Extracted records
Content starts

impl TodoRepository for PostgresRepository {
    fn list_todos(
        &self,
        owner: UserId,
        filter: &TodoFilter,
    ) -> impl Future<Output = Result<Vec<Todo>>> + Send {
        let filter = *filter;

        async move {
            let today = Utc::now().date_naive();
            let mut builder = QueryBuilder::<Postgres>::new(format!(
                "SELECT {TODO_COLUMNS} FROM todos WHERE user_id = "
            ));
            builder.push_bind(owner.0);

            match filter.status {
                None => {}
                Some(StatusFilter::Overdue) => {
                    builder.push(" AND due_date < ");
                    builder.push_bind(today);
                    builder.push(" AND completed = FALSE");
                }
                Some(StatusFilter::DueToday) => {
                    builder.push(" AND due_date = ");
                    builder.push_bind(today);
                    builder.push(" AND completed = FALSE");
                }
                Some(StatusFilter::DueSoon) => {
                    let horizon = today + Days::new(DUE_SOON_DAYS);
                    builder.push(" AND due_date >= ");
                    builder.push_bind(today);
                    builder.push(" AND due_date <= ");
                    builder.push_bind(horizon);
                    builder.push(" AND completed = FALSE");
                }
            }

            if let Some(priority) = filter.priority {
                builder.push(" AND priority = ");
                builder.push_bind(priority.as_str());
            }

            push_order_by(&mut builder, &filter);

            let rows: Vec<TodoRow> = builder
                .build_query_as()
                .fetch_all(&self.pool)
                .await
                .map_err(|e| Error::Database(format!("Failed to list todos: {e}")))?;

            let ids: Vec<Uuid> = rows.iter().map(|row| row.id).collect();
            let mut by_todo = self.load_categories(&ids).await?;

            rows.into_iter()
                .map(|row| {
                    let categories = by_todo.remove(&TodoId(row.id)).unwrap_or_default();
                    row.into_todo(categories)
                })
                .collect()
        }
    }

    fn find_todo(&self, id: TodoId) -> impl Future<Output = Result<Todo>> + Send {
        async move {
            let row: Option<TodoRow> =
                sqlx::query_as(&format!("SELECT {TODO_COLUMNS} FROM todos WHERE id = $1"))
                    .bind(id.0)
                    .fetch_optional(&self.pool)
                    .await
                    .map_err(|e| Error::Database(format!("Failed to find todo: {e}")))?;

            let row = row.ok_or(Error::NotFound { resource: "Todo" })?;
            self.hydrate(row).await
        }
    }

    fn insert_todo(
        &self,
        owner: UserId,
        draft: TodoDraft,
    ) -> impl Future<Output = Result<Todo>> + Send {
        async move {
            let row: TodoRow = sqlx::query_as(&format!(
                "INSERT INTO todos (user_id, title, description, completed, priority, due_date) \
                 VALUES ($1, $2, $3, $4, $5, $6) \
                 RETURNING {TODO_COLUMNS}"
            ))
            .bind(owner.0)
            .bind(&draft.title)
            .bind(&draft.description)
            .bind(draft.completed)
            .bind(draft.priority.map(Priority::as_str))
            .bind(draft.due_date)
            .fetch_one(&self.pool)
            .await
            .map_err(|e| Error::Database(format!("Failed to insert todo: {e}")))?;

            row.into_todo(Vec::new())
        }
    }

    fn update_todo(
        &self,
        id: TodoId,
        update: TodoUpdate,
    ) -> impl Future<Output = Result<Todo>> + Send {
        async move {
            let row: Option<TodoRow> = sqlx::query_as(&format!(
                "UPDATE todos \
                 SET title = $2, description = $3, completed = $4, priority = $5, \
                     due_date = $6, updated_at = now() \
                 WHERE id = $1 \
                 RETURNING {TODO_COLUMNS}"
            ))
            .bind(id.0)
            .bind(&update.title)
            .bind(&update.description)
            .bind(update.completed)
            .bind(update.priority.map(Priority::as_str))
            .bind(update.due_date)
            .fetch_optional(&self.pool)
            .await
            .map_err(|e| Error::Database(format!("Failed to update todo: {e}")))?;

            let row = row.ok_or(Error::NotFound { resource: "Todo" })?;
            self.hydrate(row).await
        }
    }

    fn delete_todo(&self, id: TodoId) -> impl Future<Output = Result<()>> + Send {
        async move {
            // Junction rows go with the FK cascade.
            sqlx::query("DELETE FROM todos WHERE id = $1")
                .bind(id.0)
                .execute(&self.pool)
                .await
                .map_err(|e| Error::Database(format!("Failed to delete todo: {e}")))?;
            Ok(())
        }
    }

    fn attach_category(
        &self,
        todo: TodoId,
        category: CategoryId,
    ) -> impl Future<Output = Result<()>> + Send {
        async move {
            // The composite primary key is the idempotency guard; a
            // concurrent duplicate attach lands on DO NOTHING instead of
            // surfacing a uniqueness violation.
            sqlx::query(
                "INSERT INTO category_todo (todo_id, category_id) VALUES ($1, $2) \
                 ON CONFLICT (todo_id, category_id) DO NOTHING",
            )
            .bind(todo.0)
            .bind(category.0)
            .execute(&self.pool)
            .await
            .map_err(|e| Error::Database(format!("Failed to attach category: {e}")))?;
            Ok(())
        }
    }

    fn detach_category(
        &self,
        todo: TodoId,
        category: CategoryId,
    ) -> impl Future<Output = Result<()>> + Send {
        async move {
            sqlx::query("DELETE FROM category_todo WHERE todo_id = $1 AND category_id = $2")
                .bind(todo.0)
                .bind(category.0)
                .execute(&self.pool)
                .await
                .map_err(|e| Error::Database(format!("Failed to detach category: {e}")))?;
            Ok(())
        }
    }
}

impl CategoryRepository for PostgresRepository {
    fn list_categories(
        &self,
        owner: UserId,
    ) -> impl Future<Output = Result<Vec<(Category, i64)>>> + Send {
        async move {
            let rows: Vec<CategoryCountRow> = sqlx::query_as(
                "SELECT c.id, c.user_id, c.name, c.color, c.created_at, c.updated_at, \
                        COUNT(ct.todo_id) AS todos_count \
                 FROM categories c \
                 LEFT JOIN category_todo ct ON ct.category_id = c.id \
                 WHERE c.user_id = $1 \
                 GROUP BY c.id \
                 ORDER BY c.name",
            )
            .bind(owner.0)
            .fetch_all(&self.pool)
            .await
            .map_err(|e| Error::Database(format!("Failed to list categories: {e}")))?;

            Ok(rows
                .into_iter()
                .map(|row| (row.category.into_category(), row.todos_count))
                .collect())
        }
    }

    fn find_category(&self, id: CategoryId) -> impl Future<Output = Result<Category>> + Send {
        async move {
            let row: Option<CategoryRow> = sqlx::query_as(
                "SELECT id, user_id, name, color, created_at, updated_at \
                 FROM categories WHERE id = $1",
            )
            .bind(id.0)
            .fetch_optional(&self.pool)
            .await
            .map_err(|e| Error::Database(format!("Failed to find category: {e}")))?;

            row.map(CategoryRow::into_category).ok_or(Error::NotFound {
                resource: "Category",
            })
        }
    }

    fn count_todos(&self, id: CategoryId) -> impl Future<Output = Result<i64>> + Send {
        async move {
            let (count,): (i64,) =
                sqlx::query_as("SELECT COUNT(*) FROM category_todo WHERE category_id = $1")
                    .bind(id.0)
                    .fetch_one(&self.pool)
                    .await
                    .map_err(|e| Error::Database(format!("Failed to count todos: {e}")))?;
            Ok(count)
        }
    }

    fn insert_category(
        &self,
        owner: UserId,
        draft: CategoryDraft,
    ) -> impl Future<Output = Result<Category>> + Send {
        async move {
            let row: CategoryRow = sqlx::query_as(
                "INSERT INTO categories (user_id, name, color) VALUES ($1, $2, $3) \
                 RETURNING id, user_id, name, color, created_at, updated_at",
            )
            .bind(owner.0)
            .bind(&draft.name)
            .bind(&draft.color)
            .fetch_one(&self.pool)
            .await
            .map_err(|e| Error::Database(format!("Failed to insert category: {e}")))?;

            Ok(row.into_category())
        }
    }

    fn update_category(
        &self,
        id: CategoryId,
        update: CategoryUpdate,
    ) -> impl Future<Output = Result<Category>> + Send {
        async move {
            let row: Option<CategoryRow> = sqlx::query_as(
                "UPDATE categories SET name = $2, color = $3, updated_at = now() \
                 WHERE id = $1 \
                 RETURNING id, user_id, name, color, created_at, updated_at",
            )
            .bind(id.0)
            .bind(&update.name)
            .bind(&update.color)
            .fetch_optional(&self.pool)
            .await
            .map_err(|e| Error::Database(format!("Failed to update category: {e}")))?;

            row.map(CategoryRow::into_category).ok_or(Error::NotFound {
                resource: "Category",
            })
        }
    }

    fn delete_category(&self, id: CategoryId) -> impl Future<Output = Result<()>> + Send {
        async move {
            sqlx::query("DELETE FROM categories WHERE id = $1")
                .bind(id.0)
                .execute(&self.pool)
                .await
                .map_err(|e| Error::Database(format!("Failed to delete category: {e}")))?;
            Ok(())
        }
    }
}

#[cfg(test)]
#[allow(clippy::unwrap_used, clippy::expect_used)] // Test code can use unwrap/expect
mod tests {
    use super::*;

    #[test]
    fn order_by_uses_whitelisted_columns_only() {
        let cases = [
            (Some("created_at"), None, "ORDER BY created_at DESC"),
            (Some("title"), Some("asc"), "ORDER BY title ASC"),
            (
                Some("due_date"),
                Some("asc"),
                "ORDER BY due_date ASC NULLS LAST",
            ),
            (
                Some("priority"),
                Some("desc"),
                "ORDER BY CASE priority WHEN 'low' THEN 0 WHEN 'medium' THEN 1 WHEN 'high' THEN 2 END DESC NULLS LAST",
            ),
            // Arbitrary input falls back to the default column.
            (Some("user_id; DROP TABLE todos"), None, "ORDER BY created_at DESC"),
        ];

        for (sort_by, sort_order, expected) in cases {
            let filter = TodoFilter::from_params(None, None, sort_by, sort_order);
            let mut builder = QueryBuilder::<Postgres>::new("SELECT 1");
            push_order_by(&mut builder, &filter);
            assert!(
                builder.sql().contains(expected),
                "{sort_by:?}/{sort_order:?}: got {}",
                builder.sql()
            );
        }
    }
}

Content ends

▶ [TASK ITEM]: Please find the lines in the data that contain the word "NOTHING" and copy them.

▶ [RESULT FOR THIS TASK]:
            // concurrent duplicate attach lands on DO NOTHING instead of
                 ON CONFLICT (todo_id, category_id) DO NOTHING",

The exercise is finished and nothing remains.